[The input Boundary: Start]

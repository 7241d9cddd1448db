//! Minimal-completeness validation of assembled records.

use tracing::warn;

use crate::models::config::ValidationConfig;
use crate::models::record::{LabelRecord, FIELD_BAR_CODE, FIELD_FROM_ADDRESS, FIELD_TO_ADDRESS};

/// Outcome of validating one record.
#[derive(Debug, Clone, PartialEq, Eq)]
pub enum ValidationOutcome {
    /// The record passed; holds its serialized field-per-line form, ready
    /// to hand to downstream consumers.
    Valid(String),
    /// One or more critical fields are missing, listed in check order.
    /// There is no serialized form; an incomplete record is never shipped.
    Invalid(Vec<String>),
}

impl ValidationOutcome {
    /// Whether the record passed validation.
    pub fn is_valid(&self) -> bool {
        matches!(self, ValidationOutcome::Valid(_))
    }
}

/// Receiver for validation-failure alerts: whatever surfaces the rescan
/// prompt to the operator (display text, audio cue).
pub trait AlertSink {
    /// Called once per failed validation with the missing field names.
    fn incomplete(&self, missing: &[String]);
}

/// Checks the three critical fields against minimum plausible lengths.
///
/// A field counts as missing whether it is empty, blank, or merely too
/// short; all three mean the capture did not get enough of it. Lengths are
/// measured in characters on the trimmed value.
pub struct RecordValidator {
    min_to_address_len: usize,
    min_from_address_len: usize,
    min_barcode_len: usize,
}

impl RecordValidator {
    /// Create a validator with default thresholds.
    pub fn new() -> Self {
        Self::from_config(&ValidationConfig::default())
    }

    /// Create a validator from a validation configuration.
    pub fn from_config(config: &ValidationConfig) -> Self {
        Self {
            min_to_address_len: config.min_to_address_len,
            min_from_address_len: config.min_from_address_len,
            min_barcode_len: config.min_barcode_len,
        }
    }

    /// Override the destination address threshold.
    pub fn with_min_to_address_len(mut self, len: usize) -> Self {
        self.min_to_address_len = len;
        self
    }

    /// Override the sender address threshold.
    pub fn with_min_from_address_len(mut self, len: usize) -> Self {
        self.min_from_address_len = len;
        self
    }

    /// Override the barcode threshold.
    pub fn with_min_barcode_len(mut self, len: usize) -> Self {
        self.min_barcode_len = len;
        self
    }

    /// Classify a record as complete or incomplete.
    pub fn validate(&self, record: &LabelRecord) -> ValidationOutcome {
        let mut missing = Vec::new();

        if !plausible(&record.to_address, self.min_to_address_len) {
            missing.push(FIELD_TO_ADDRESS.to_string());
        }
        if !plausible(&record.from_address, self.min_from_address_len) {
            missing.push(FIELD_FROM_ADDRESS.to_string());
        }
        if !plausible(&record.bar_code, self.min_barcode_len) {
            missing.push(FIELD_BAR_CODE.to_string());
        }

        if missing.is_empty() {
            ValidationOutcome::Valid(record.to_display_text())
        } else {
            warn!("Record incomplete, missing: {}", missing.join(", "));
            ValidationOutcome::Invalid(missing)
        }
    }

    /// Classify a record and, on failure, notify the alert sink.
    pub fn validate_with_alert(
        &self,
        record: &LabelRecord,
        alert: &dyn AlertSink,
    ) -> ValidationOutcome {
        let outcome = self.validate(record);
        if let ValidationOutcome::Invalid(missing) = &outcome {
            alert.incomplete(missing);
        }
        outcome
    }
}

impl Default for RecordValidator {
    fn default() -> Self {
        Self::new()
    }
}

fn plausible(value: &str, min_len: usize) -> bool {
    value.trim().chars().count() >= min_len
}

[The input Boundary: End]

* _Task brief_
Among the records above, a stretch begins at the line containing "pub fn with_min_barcode_len(mut" and ends at the line containing "if !plausible(&record.to_address, self.min_to_address_len)". Restate that stretch word for word, and nothing else.

* _Written solution_
    pub fn with_min_barcode_len(mut self, len: usize) -> Self {
        self.min_barcode_len = len;
        self
    }

    /// Classify a record as complete or incomplete.
    pub fn validate(&self, record: &LabelRecord) -> ValidationOutcome {
        let mut missing = Vec::new();

        if !plausible(&record.to_address, self.min_to_address_len) {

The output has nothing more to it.